INFORMATION SUPPLIED:
//! Build an interdependency graph from declared work items.

use chrono::NaiveDate;
use rustc_hash::FxHashSet;

use crate::config::EngineConfig;
use crate::models::{DependencyRef, WorkItem};
use crate::{log_changes, log_checks};

use super::{DependencyEdge, DependencyNode, InterdependencyGraph};

/// Build the graph with the default (silent) configuration.
pub fn build_dependency_graph(items: &[WorkItem], project_start: NaiveDate) -> InterdependencyGraph {
    build_dependency_graph_with_config(items, project_start, &EngineConfig::default())
}

/// Build the graph from a flat list of work items.
///
/// Edges are the union of every item's predecessor references and every
/// item's successor references, keyed by `(source, target)`: a predecessor
/// declaration and its mirrored successor declaration collapse into one edge,
/// and the first declaration wins. References to unknown ids and self
/// references are dropped.
///
/// Node ES/EF are seeded from the declared dates; they are provisional until
/// the critical path pass runs.
pub fn build_dependency_graph_with_config(
    items: &[WorkItem],
    project_start: NaiveDate,
    config: &EngineConfig,
) -> InterdependencyGraph {
    let verbosity = config.verbosity;
    let mut graph = InterdependencyGraph::new(project_start);

    for item in items {
        if !graph.push_node(DependencyNode::from_item(item, project_start)) {
            log_checks!(verbosity, "Duplicate work item id {:?} ignored", item.id);
        }
    }

    let mut seen: FxHashSet<(String, String)> = FxHashSet::default();
    let mut dropped = 0usize;

    for item in items {
        for pred in &item.predecessors {
            if !add_edge(&mut graph, &mut seen, &pred.target_id, &item.id, pred) {
                dropped += 1;
            }
        }
        for succ in &item.successors {
            if !add_edge(&mut graph, &mut seen, &item.id, &succ.target_id, succ) {
                dropped += 1;
            }
        }
    }

    if dropped > 0 {
        log_checks!(
            verbosity,
            "Dropped {} dangling or self references while building graph",
            dropped
        );
    }

    graph.total_duration = graph.max_earliest_finish();
    graph.project_end = super::shift_date(project_start, graph.total_duration);
    graph.stats.total_actions = graph.nodes.len();

    log_changes!(
        verbosity,
        "Built graph: {} nodes, {} edges",
        graph.nodes.len(),
        graph.edges.len()
    );

    graph
}

/// Add `source -> target` unless it dangles or duplicates an existing pair.
///
/// Returns false only when the reference is malformed; a duplicate is not an error.
fn add_edge(
    graph: &mut InterdependencyGraph,
    seen: &mut FxHashSet<(String, String)>,
    source_id: &str,
    target_id: &str,
    reference: &DependencyRef,
) -> bool {
    if source_id == target_id || !graph.contains(source_id) || !graph.contains(target_id) {
        return false;
    }
    if !seen.insert((source_id.to_string(), target_id.to_string())) {
        return true;
    }
    graph.edges.push(DependencyEdge {
        source_id: source_id.to_string(),
        target_id: target_id.to_string(),
        link_type: reference.link_type,
        lag_days: if reference.lag_days.is_finite() {
            reference.lag_days
        } else {
            0.0
        },
        is_critical: false,
    });
    true
}

#[cfg(test)]
mod tests {
    use super::*;
    use crate::models::LinkType;

    fn project_start() -> NaiveDate {
        NaiveDate::from_ymd_opt(2025, 1, 6).unwrap()
    }

    fn make_item(id: &str, duration: f64, preds: Vec<(&str, LinkType, f64)>) -> WorkItem {
        let mut item = WorkItem::new(id, id.to_uppercase(), duration);
        item.predecessors = preds
            .into_iter()
            .map(|(target, link_type, lag)| DependencyRef {
                target_id: target.to_string(),
                link_type,
                lag_days: lag,
            })
            .collect();
        item
    }

    #[test]
    fn test_reciprocal_declarations_collapse() {
        let mut a = make_item("a", 2.0, vec![]);
        a.successors.push(DependencyRef::finish_to_start("b"));
        let b = make_item("b", 3.0, vec![("a", LinkType::FinishToStart, 0.0)]);

        let graph = build_dependency_graph(&[a, b], project_start());

        assert_eq!(graph.edges().len(), 1);
        let edge = graph.edge("a", "b").unwrap();
        assert_eq!(edge.link_type, LinkType::FinishToStart);
    }

    #[test]
    fn test_first_declaration_wins() {
        let a = make_item("a", 2.0, vec![]);
        let mut b = make_item("b", 3.0, vec![("a", LinkType::StartToStart, 1.0)]);
        b.predecessors.push(DependencyRef::finish_to_start("a"));

        let graph = build_dependency_graph(&[a, b], project_start());

        assert_eq!(graph.edges().len(), 1);
        let edge = graph.edge("a", "b").unwrap();
        assert_eq!(edge.link_type, LinkType::StartToStart);
        assert_eq!(edge.lag_days, 1.0);
    }

    #[test]
    fn test_unknown_and_self_references_dropped() {
        let a = make_item(
            "a",
            2.0,
            vec![
                ("ghost", LinkType::FinishToStart, 0.0),
                ("a", LinkType::FinishToStart, 0.0),
            ],
        );
        let mut b = make_item("b", 1.0, vec![("a", LinkType::FinishToStart, 0.0)]);
        b.successors.push(DependencyRef::finish_to_start("missing"));

        let graph = build_dependency_graph(&[a, b], project_start());

        assert_eq!(graph.len(), 2);
        assert_eq!(graph.edges().len(), 1);
        assert!(graph.edge("a", "b").is_some());
    }

    #[test]
    fn test_opposite_directions_are_distinct_pairs() {
        let a = make_item("a", 1.0, vec![("b", LinkType::FinishToStart, 0.0)]);
        let b = make_item("b", 1.0, vec![("a", LinkType::FinishToStart, 0.0)]);

        let graph = build_dependency_graph(&[a, b], project_start());

        assert_eq!(graph.edges().len(), 2);
    }

    #[test]
    fn test_empty_input() {
        let graph = build_dependency_graph(&[], project_start());
        assert!(graph.is_empty());
        assert_eq!(graph.total_duration, 0.0);
        assert_eq!(graph.project_end, project_start());
        assert_eq!(graph.stats.total_actions, 0);
    }

    #[test]
    fn test_seed_durations() {
        let graph = build_dependency_graph(&[make_item("a", 0.0, vec![])], project_start());
        let node = graph.node("a").unwrap();
        assert_eq!(node.duration, 1.0);
        assert_eq!(node.earliest_start, 0.0);
        assert_eq!(node.earliest_finish, 1.0);
    }
}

WHAT YOU WILL DO: Go through the entries and copy every line that has "successors".

RESPONSE TO THE EXERCISE:
        for succ in &item.successors {
        a.successors.push(DependencyRef::finish_to_start("b"));
        b.successors.push(DependencyRef::finish_to_start("missing"));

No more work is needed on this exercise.